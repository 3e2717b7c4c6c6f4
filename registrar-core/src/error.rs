//! Error types for registrar-core.

use std::path::PathBuf;

use thiserror::Error;

use crate::types::InstanceName;

/// Errors raised by [`crate::Observable`].
#[derive(Debug, Clone, PartialEq, Eq, Error)]
pub enum ObservableError {
    /// The observable was closed: no further updates are accepted, and no
    /// value was ever produced for a pending `get`.
    #[error("observable is closed")]
    Closed,
}

/// A configuration document that does not satisfy its policy's schema.
///
/// The offending instance is skipped; other instances are unaffected.
#[derive(Debug, Clone, PartialEq, Error)]
pub enum ConfigValidationError {
    #[error("config {instance}: expected a mapping document, got {found}")]
    NotAnObject {
        instance: InstanceName,
        found: &'static str,
    },

    #[error("config {instance}: unknown field '{field}'")]
    UnknownField {
        instance: InstanceName,
        field: String,
    },

    #[error("config {instance}: missing required field '{field}'")]
    MissingField {
        instance: InstanceName,
        field: String,
    },

    #[error("config {instance}: field '{field}' must be a {expected}")]
    WrongType {
        instance: InstanceName,
        field: String,
        expected: &'static str,
    },

    /// The raw document could not be decoded at all.
    #[error("config {instance}: {message}")]
    Malformed {
        instance: InstanceName,
        message: String,
    },
}

/// Errors from loading the static configuration directory.
///
/// Per-document problems are logged and skipped; only failures to read the
/// directory itself surface here.
#[derive(Debug, Error)]
pub enum StaticConfigError {
    #[error("I/O error at {path}: {source}")]
    Io {
        path: PathBuf,
        #[source]
        source: std::io::Error,
    },
}

pub(crate) fn io_err(path: impl Into<PathBuf>, source: std::io::Error) -> StaticConfigError {
    StaticConfigError::Io {
        path: path.into(),
        source,
    }
}
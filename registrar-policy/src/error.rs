//! Error types for registrar-policy.

use thiserror::Error;

use registrar_core::PolicyName;

/// Errors building a policy evaluation context.
#[derive(Debug, Clone, PartialEq, Eq, Error)]
pub enum PolicyError {
    /// The policy declares a config schema but no config was supplied.
    #[error("policy {policy} requires a config")]
    MissingConfig { policy: PolicyName },

    /// A config was supplied for a configurationless policy.
    #[error("policy {policy} does not take a config")]
    UnexpectedConfig { policy: PolicyName },

    #[error("unknown policy '{0}'")]
    UnknownPolicy(String),
}
#[cfg(test)]
mod tests {
    use super::*;
    use std::sync::atomic::{AtomicBool, Ordering};
    use std::time::Duration;

    use registrar_core::{ConfigSchema, Container, ContainerId, FieldKind, InstanceName, PolicyName};
    use registrar_policy::{builtin, NodeValues};
    use registrar_sync::{MemoryStore, StoreOp};
    use serde_json::json;

    fn configs(names: &[&str]) -> ConfigState {
        let policy = Arc::new(builtin::skydns());
        let schema = policy.schema().cloned().expect("schema");
        let instances = names
            .iter()
            .map(|name| {
                let config = schema
                    .parse(&InstanceName::from(*name), &json!({ "network": name }))
                    .expect("valid");
                (InstanceName::from(*name), Arc::new(config))
            })
            .collect();
        ConfigState::new().with(policy, Some(instances))
    }

    fn manager(store: &MemoryStore) -> Manager {
        let containers = Arc::new(Observable::new());
        containers
            .update(
                [Container::from_inspect(
                    ContainerId::from("c1"),
                    json!({
                        "Name": "/c1",
                        "Config": { "Hostname": "one" },
                        "NetworkSettings": { "Networks": { "a": { "IPAddress": "10.0.0.1" } } },
                    }),
                )]
                .into_iter()
                .collect(),
            )
            .expect("open");
        Manager::new(containers, WriterFactory::new(Arc::new(store.clone()), None))
    }

    #[tokio::test]
    async fn create_reload_remove_counts() {
        let store = MemoryStore::new();
        let mut manager = manager(&store);

        let created = manager.apply(&configs(&["a"])).await;
        assert_eq!(
            created,
            ApplySummary {
                created: 1,
                ..Default::default()
            }
        );

        let reloaded = manager.apply(&configs(&["a"])).await;
        assert_eq!(
            reloaded,
            ApplySummary {
                reloaded: 1,
                ..Default::default()
            }
        );

        let removed = manager.apply(&ConfigState::new()).await;
        assert_eq!(
            removed,
            ApplySummary {
                removed: 1,
                ..Default::default()
            }
        );
        assert!(manager.status().is_empty());
        assert!(store.nodes().is_empty());
    }

    #[tokio::test]
    async fn failed_reload_keeps_applied_config() {
        let store = MemoryStore::new();
        let mut manager = manager(&store);
        manager.apply(&configs(&["a"])).await;
        let key = InstanceKey::new(PolicyName::from("skydns"), Some(InstanceName::from("a")));
        let before = manager.applied_config(&key).cloned().expect("applied");

        store.set_available(false);
        let policy = Arc::new(builtin::skydns());
        let schema = policy.schema().cloned().expect("schema");
        let config = schema
            .parse(
                &InstanceName::from("a"),
                &json!({ "network": "a", "domain": "other.local" }),
            )
            .expect("valid");
        let changed = ConfigState::new().with(
            policy,
            Some([(InstanceName::from("a"), Arc::new(config))].into_iter().collect()),
        );

        let summary = manager.apply(&changed).await;
        assert_eq!(summary.failed, 1);
        assert_eq!(manager.applied_config(&key), Some(&before));
    }

    /// A `labels` policy publishing `/labels/<hostname>` = the instance's
    /// label, which panics once whenever `armed` is set.
    fn labelled(
        store: &MemoryStore,
        armed: Arc<AtomicBool>,
    ) -> (Manager, Arc<Observable<ContainerState>>, Arc<Policy>) {
        let policy = Policy::builder("labels", move |container: &Container, config: Option<&Config>| {
            if armed.swap(false, Ordering::SeqCst) {
                panic!("armed handler");
            }
            let label = config?.str("label")?;
            let mut nodes = NodeValues::new();
            nodes.insert(format!("/labels/{}", container.hostname()), json!(label));
            Some(nodes)
        })
        .config(ConfigSchema::new().required("label", FieldKind::String))
        .build();
        let containers = Arc::new(Observable::new());
        containers
            .update(
                [Container::from_inspect(
                    ContainerId::from("c1"),
                    json!({ "Name": "/c1", "Config": { "Hostname": "one" } }),
                )]
                .into_iter()
                .collect(),
            )
            .expect("open");
        let manager = Manager::new(
            containers.clone(),
            WriterFactory::new(Arc::new(store.clone()), None),
        );
        (manager, containers, Arc::new(policy))
    }

    fn labelled_state(policy: &Arc<Policy>, label: &str) -> ConfigState {
        let config = policy
            .schema()
            .expect("schema")
            .parse(&InstanceName::from("x"), &json!({ "label": label }))
            .expect("valid");
        ConfigState::new().with(
            Arc::clone(policy),
            Some([(InstanceName::from("x"), Arc::new(config))].into_iter().collect()),
        )
    }

    async fn next_exit(manager: &mut Manager) -> WorkerExit {
        tokio::time::timeout(Duration::from_secs(5), manager.exit_rx.recv())
            .await
            .expect("worker exit within timeout")
            .expect("exit channel open")
    }

    async fn eventually(mut done: impl FnMut() -> bool) {
        tokio::time::timeout(Duration::from_secs(5), async {
            while !done() {
                tokio::time::sleep(Duration::from_millis(10)).await;
            }
        })
        .await
        .expect("condition within timeout");
    }

    #[tokio::test]
    async fn restart_replays_last_successfully_reloaded_config() {
        let store = MemoryStore::new();
        let armed = Arc::new(AtomicBool::new(false));
        let (mut manager, containers, policy) = labelled(&store, armed.clone());
        let key = InstanceKey::new(PolicyName::from("labels"), Some(InstanceName::from("x")));
        let node = |path: &str| store.nodes().get(path).cloned();

        manager.apply(&labelled_state(&policy, "a")).await;
        eventually(|| node("/labels/one").as_deref() == Some("a")).await;

        let summary = manager.apply(&labelled_state(&policy, "b")).await;
        assert_eq!(summary.reloaded, 1);
        eventually(|| node("/labels/one").as_deref() == Some("b")).await;

        // The reload to "c" cannot write, so the worker crashes and the
        // restart must come back with "b".
        store.set_available(false);
        let summary = manager.apply(&labelled_state(&policy, "c")).await;
        assert_eq!(summary.failed, 1);
        assert_eq!(manager.applied_config(&key).and_then(|c| c.str("label")), Some("b"));
        let exit = next_exit(&mut manager).await;
        assert!(matches!(exit.result, Err(WorkerError::Sync { .. })), "{:?}", exit.result);

        store.set_available(true);
        store.clear_ops();
        manager.reap(exit);
        eventually(|| store.ops().contains(&StoreOp::Set("/labels/one".into()))).await;
        assert_eq!(node("/labels/one").as_deref(), Some("b"));

        // A panicking handler is replaced with the same config.
        armed.store(true, Ordering::SeqCst);
        containers
            .update(
                [
                    Container::from_inspect(
                        ContainerId::from("c1"),
                        json!({ "Name": "/c1", "Config": { "Hostname": "one" } }),
                    ),
                    Container::from_inspect(
                        ContainerId::from("c2"),
                        json!({ "Name": "/c2", "Config": { "Hostname": "two" } }),
                    ),
                ]
                .into_iter()
                .collect(),
            )
            .expect("open");
        let exit = next_exit(&mut manager).await;
        assert!(matches!(exit.result, Err(WorkerError::Panicked { .. })), "{:?}", exit.result);
        manager.reap(exit);
        eventually(|| node("/labels/two").as_deref() == Some("b")).await;

        assert_eq!(manager.applied_config(&key).and_then(|c| c.str("label")), Some("b"));
        assert_eq!(manager.stats().restarted, 2);
        manager.shutdown().await;
        assert!(store.nodes().is_empty());
    }

    #[tokio::test]
    async fn one_worker_per_key() {
        let store = MemoryStore::new();
        let mut manager = manager(&store);
        manager.apply(&configs(&["a", "b"])).await;
        manager.apply(&configs(&["b", "c"])).await;

        let keys: Vec<String> = manager
            .status()
            .into_iter()
            .map(|(key, _)| key.to_string())
            .collect();
        assert_eq!(keys, vec!["skydns:b", "skydns:c"]);
        assert_eq!(manager.stats().created, 3);
        assert_eq!(manager.stats().removed, 1);
        manager.shutdown().await;
    }

    #[tokio::test]
    async fn configless_policy_is_created_once_and_never_reloaded() {
        let store = MemoryStore::new();
        let mut manager = manager(&store);
        let state = ConfigState::new().with(Arc::new(builtin::skydns_bridge()), None);

        assert_eq!(manager.apply(&state).await.created, 1);
        assert_eq!(manager.apply(&state).await, ApplySummary::default());
        assert_eq!(
            manager.status()[0].0,
            InstanceKey::new(PolicyName::from("skydns-bridge"), None)
        );
        manager.shutdown().await;
    }
}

--*--

## ACTIVITY
Beginning with the opening line above, retype the records exactly through the line with "accepted, and no", both ends included.

## EXERCISE ANSWER
repository 3e2717b7c4c6c6f4
filename registrar-core/src/error.rs
//! Error types for registrar-core.

use std::path::PathBuf;

use thiserror::Error;

use crate::types::InstanceName;

/// Errors raised by [`crate::Observable`].
#[derive(Debug, Clone, PartialEq, Eq, Error)]
pub enum ObservableError {
    /// The observable was closed: no further updates are accepted, and no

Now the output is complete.